**DATASET ENTRIES**
use std::time::Duration;

use serde::{Deserialize, Serialize};
use url::Url;

use crate::types::secret::Secret;

/// Settings for the single fixed upstream this proxy fronts.
#[derive(Debug, Clone, Deserialize, Serialize)]
#[serde(default)]
pub struct UpstreamConfig {
    pub base_url: Url,
    #[serde(skip_serializing_if = "Option::is_none")]
    pub api_key: Option<Secret<String>>,
    pub timeout_seconds: u64,
    pub retries: u32,
    pub body_limit_bytes: usize,
}

impl UpstreamConfig {
    pub fn timeout(&self) -> Duration {
        Duration::from_secs(self.timeout_seconds)
    }
}

impl Default for UpstreamConfig {
    fn default() -> Self {
        Self {
            base_url: Url::parse("http://localhost:3000")
                .expect("default upstream url is valid"),
            api_key: None,
            timeout_seconds: 10,
            retries: 1,
            body_limit_bytes: 1_048_576,
        }
    }
}
use axum::Json;
use axum_core::response::IntoResponse;
use displaydoc::Display;
use http::StatusCode;
use serde::{Deserialize, Serialize};
use thiserror::Error;

use super::{auth::AuthError, internal::InternalError, invalid_req::InvalidRequestError};

pub const INVALID_REQUEST_ERROR_TYPE: &str = "invalid_request_error";
pub const SERVER_ERROR_TYPE: &str = "server_error";

/// Top-level error returned by any request-handling path.
#[derive(Debug, Error, Display)]
pub enum ApiError {
    /// invalid request: {0}
    InvalidRequest(#[from] InvalidRequestError),
    /// authentication error: {0}
    Authentication(#[from] AuthError),
    /// internal error: {0}
    Internal(#[from] InternalError),
    /// handler panicked: {0}
    Panic(String),
}

#[derive(Debug, Deserialize, Serialize)]
pub struct ErrorResponse {
    pub error: ErrorDetails,
}

#[derive(Debug, Deserialize, Serialize)]
pub struct ErrorDetails {
    pub message: String,
    pub r#type: Option<String>,
    pub code: Option<String>,
}

pub(super) fn error_body(
    message: impl Into<String>,
    r#type: &str,
    code: Option<&str>,
) -> Json<ErrorResponse> {
    Json(ErrorResponse {
        error: ErrorDetails {
            message: message.into(),
            r#type: Some(r#type.to_string()),
            code: code.map(str::to_string),
        },
    })
}

impl IntoResponse for ApiError {
    fn into_response(self) -> axum_core::response::Response {
        match self {
            Self::InvalidRequest(error) => error.into_response(),
            Self::Authentication(error) => error.into_response(),
            Self::Internal(error) => error.into_response(),
            Self::Panic(details) => {
                tracing::error!(error = %details, "handler panicked");
                (
                    StatusCode::INTERNAL_SERVER_ERROR,
                    error_body("internal server error", SERVER_ERROR_TYPE, None),
                )
                    .into_response()
            }
        }
    }
}
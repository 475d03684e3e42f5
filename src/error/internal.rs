use axum_core::response::IntoResponse;
use displaydoc::Display;
use http::StatusCode;
use thiserror::Error;

use super::api::{error_body, SERVER_ERROR_TYPE};

/// Errors that originate from our own infrastructure (state store, upstream
/// dispatch) rather than from the caller's request.
#[derive(Debug, Error, Display)]
pub enum InternalError {
    /// state store error: {0}
    StateStore(#[from] redis::RedisError),
    /// connection pool error: {0}
    Pool(#[from] r2d2::Error),
    /// upstream dispatch error: {0}
    Upstream(#[from] reqwest::Error),
    /// serialization error: {0}
    Serde(#[from] serde_json::Error),
    /// background task join error: {0}
    Join(#[from] tokio::task::JoinError),
    /// state store unavailable, operating in fallback mode
    StateStoreFallback,
}

impl IntoResponse for InternalError {
    fn into_response(self) -> axum_core::response::Response {
        tracing::error!(error = %self, "internal error");
        match self {
            Self::StateStoreFallback => (
                StatusCode::SERVICE_UNAVAILABLE,
                error_body("service degraded", SERVER_ERROR_TYPE, None),
            )
                .into_response(),
            _ => (
                StatusCode::BAD_GATEWAY,
                error_body("upstream request failed", SERVER_ERROR_TYPE, None),
            )
                .into_response(),
        }
    }
}
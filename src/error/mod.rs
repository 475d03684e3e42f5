pub mod admin;
pub mod api;
pub mod auth;
pub mod init;
pub mod internal;
pub mod invalid_req;

pub use admin::AdminError;
pub use api::ApiError;
pub use init::{ConfigError, InitError};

**TO DO**
Starting with the first line of the listing, output each line exactly until you have included the one containing "pub struct UpstreamConfig".

**RESULT BELOW**
use std::time::Duration;

use serde::{Deserialize, Serialize};
use url::Url;

use crate::types::secret::Secret;

/// Settings for the single fixed upstream this proxy fronts.
#[derive(Debug, Clone, Deserialize, Serialize)]
#[serde(default)]
pub struct UpstreamConfig {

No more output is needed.